The Gift, art by Ruth Tietjen Councell
Whenever a human being belongs to God so completely that God can do what he wants in and through him or her, such a person is called a mystic. A mystic is someone who no longer lives his or her own life. God has “taken over” and lives his/her life. Saint Paul has given us an unsurpassed definition of mysticism: “…it is no longer I who live…it is Christ who lives in me” (Gal 2:20).
The mystics teach us that Christian life is much richer than we imagine. “Don’t be content with so little,” they tell us, “don’t live a maimed life; you are greater than you suppose.”

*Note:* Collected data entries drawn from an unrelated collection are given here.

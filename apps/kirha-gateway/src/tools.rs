//! Tool registry and the MCP handler backed by the Kirha API.
//!
//! Handlers never let an upstream failure escape as a protocol error: every
//! failure (missing credential, schema mismatch, non-2xx status, network
//! fault) is converted into a well-formed tool result whose text payload
//! describes the error.

use std::sync::Arc;

use async_trait::async_trait;
use jsonschema::Validator;
use kirha_api::{
    CreatePlanRequest, KirhaApiError, KirhaClient, RunPlanRequest, SearchRequest,
    SummarizationOptions,
};
use kirha_mcp::{
    CallToolParams, CallToolResult, ListToolsParams, ListToolsResult, McpHandler, RequestContext,
    Tool,
};
use tracing::{info, warn};

use crate::config::{Settings, ToolEntry, ToolName};

fn input_schema(name: ToolName) -> serde_json::Value {
    match name {
        ToolName::Search | ToolName::CreatePlan => serde_json::json!({
            "type": "object",
            "properties": {
                "query": {
                    "type": "string",
                    "minLength": 1,
                    "description": "Natural-language search query"
                }
            },
            "required": ["query"],
            "additionalProperties": false
        }),
        ToolName::RunPlan => serde_json::json!({
            "type": "object",
            "properties": {
                "planId": {
                    "type": "string",
                    "minLength": 1,
                    "description": "Id of a plan returned by createKirhaSearchPlan"
                }
            },
            "required": ["planId"],
            "additionalProperties": false
        }),
    }
}

struct ToolRuntime {
    entry: ToolEntry,
    schema: serde_json::Value,
    validator: Validator,
}

impl ToolRuntime {
    fn new(entry: ToolEntry) -> anyhow::Result<Self> {
        let schema = input_schema(entry.name);
        let validator =
            jsonschema::validator_for(&schema).map_err(|e| anyhow::anyhow!(e.to_string()))?;
        Ok(Self {
            entry,
            schema,
            validator,
        })
    }

    fn validate_args(&self, args: &serde_json::Value) -> Result<(), String> {
        if self.validator.is_valid(args) {
            return Ok(());
        }

        let msg = self
            .validator
            .iter_errors(args)
            .take(5)
            .map(|e| e.to_string())
            .collect::<Vec<_>>()
            .join("; ");
        if msg.is_empty() {
            return Err("invalid arguments".to_string());
        }
        Err(msg)
    }
}

/// MCP handler exposing the configured Kirha tools.
///
/// Registration order is the configured tool list order.
pub struct GatewayHandler {
    settings: Arc<Settings>,
    client: KirhaClient,
    tools: Vec<ToolRuntime>,
}

impl GatewayHandler {
    pub fn new(settings: Arc<Settings>, client: KirhaClient) -> anyhow::Result<Self> {
        let tools = settings
            .tools
            .iter()
            .cloned()
            .map(ToolRuntime::new)
            .collect::<anyhow::Result<Vec<_>>>()?;
        Ok(Self {
            settings,
            client,
            tools,
        })
    }

    /// Header-supplied key takes precedence over the configured default.
    fn effective_api_key(&self, ctx: &RequestContext) -> Option<String> {
        ctx.api_key_override
            .clone()
            .or_else(|| self.settings.api_key.clone())
    }

    fn search_summarization(&self) -> Option<SummarizationOptions> {
        self.settings
            .summarization_enabled
            .then(|| SummarizationOptions::new(self.settings.summarization_model.clone()))
    }

    async fn dispatch(
        &self,
        name: ToolName,
        api_key: &str,
        args: &serde_json::Value,
    ) -> Result<serde_json::Value, KirhaApiError> {
        match name {
            ToolName::Search => {
                let query = args.get("query").and_then(|v| v.as_str()).unwrap_or_default();
                self.client
                    .search(
                        api_key,
                        &SearchRequest {
                            query: query.to_string(),
                            vertical_id: self.settings.vertical_id.clone(),
                            summarization: self.search_summarization(),
                        },
                    )
                    .await
            }
            ToolName::CreatePlan => {
                let query = args.get("query").and_then(|v| v.as_str()).unwrap_or_default();
                self.client
                    .create_plan(
                        api_key,
                        &CreatePlanRequest {
                            query: query.to_string(),
                            vertical_id: self.settings.vertical_id.clone(),
                        },
                    )
                    .await
            }
            ToolName::RunPlan => {
                let plan_id = args
                    .get("planId")
                    .and_then(|v| v.as_str())
                    .unwrap_or_default();
                self.client
                    .run_plan(
                        api_key,
                        &RunPlanRequest {
                            plan_id: plan_id.to_string(),
                            summarization: SummarizationOptions::new(
                                self.settings.summarization_model.clone(),
                            ),
                        },
                    )
                    .await
            }
        }
    }
}

fn describe_api_error(err: &KirhaApiError) -> String {
    match err {
        KirhaApiError::Status { status, .. } => {
            format!("Error: HTTP status {}", status.as_u16())
        }
        other => format!("Error: {other}"),
    }
}

#[async_trait]
impl McpHandler for GatewayHandler {
    async fn list_tools(&self, _params: ListToolsParams) -> anyhow::Result<ListToolsResult> {
        let tools = self
            .tools
            .iter()
            .map(|t| Tool {
                name: t.entry.name.as_str().to_string(),
                title: Some(t.entry.title.clone()),
                description: Some(t.entry.description.clone()),
                input_schema: t.schema.clone(),
            })
            .collect();
        Ok(ListToolsResult {
            tools,
            next_cursor: None,
        })
    }

    async fn call_tool(
        &self,
        ctx: &RequestContext,
        params: CallToolParams,
    ) -> anyhow::Result<CallToolResult> {
        let Some(tool) = self
            .tools
            .iter()
            .find(|t| t.entry.name.as_str() == params.name)
        else {
            anyhow::bail!("tool not found: {}", params.name);
        };

        let args = params.arguments.unwrap_or_else(|| serde_json::json!({}));
        if let Err(detail) = tool.validate_args(&args) {
            return Ok(CallToolResult::error_text(format!(
                "Error: invalid arguments: {detail}"
            )));
        }

        let Some(api_key) = self.effective_api_key(ctx) else {
            warn!(tool = params.name, "no effective API key for tool call");
            return Ok(CallToolResult::error_text(
                "Error: API key is missing; set KIRHA_API_KEY or send the x-kirha-api-key header",
            ));
        };

        match self.dispatch(tool.entry.name, &api_key, &args).await {
            Ok(result) => {
                info!(tool = params.name, "tool executed successfully");
                Ok(CallToolResult::text(result.to_string()))
            }
            Err(e) => {
                warn!(tool = params.name, error = %e, "tool execution failed");
                Ok(CallToolResult::error_text(describe_api_error(&e)))
            }
        }
    }
}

We need these close friends of God to shake us up…we who so often reduce the Christian life to some commandments and obligations. They have a message for us.
“Poor you,” they say, “why do you stand there freezing? Place yourself under the sun, enjoy the warmth. Why are you so thirsty? Place yourself under the waterfall and drink. There is plentiful water. Your life doesn’t have to be so impoverished.
You think God is far away, yet you don’t even have to search for him. He is inside of you. You carry a treasure. Is it not time for you to wake up?”
Without the mystics we risk seeing Christianity as a cold and dead skeleton of dogmatic statements and moral admonitions. The mystics show us that the skeleton in reality is a living organism, a living body. Christianity is full of life, a life that makes us happy. The mystics teach us through their own example that God can make a person “drunk” with love and joy.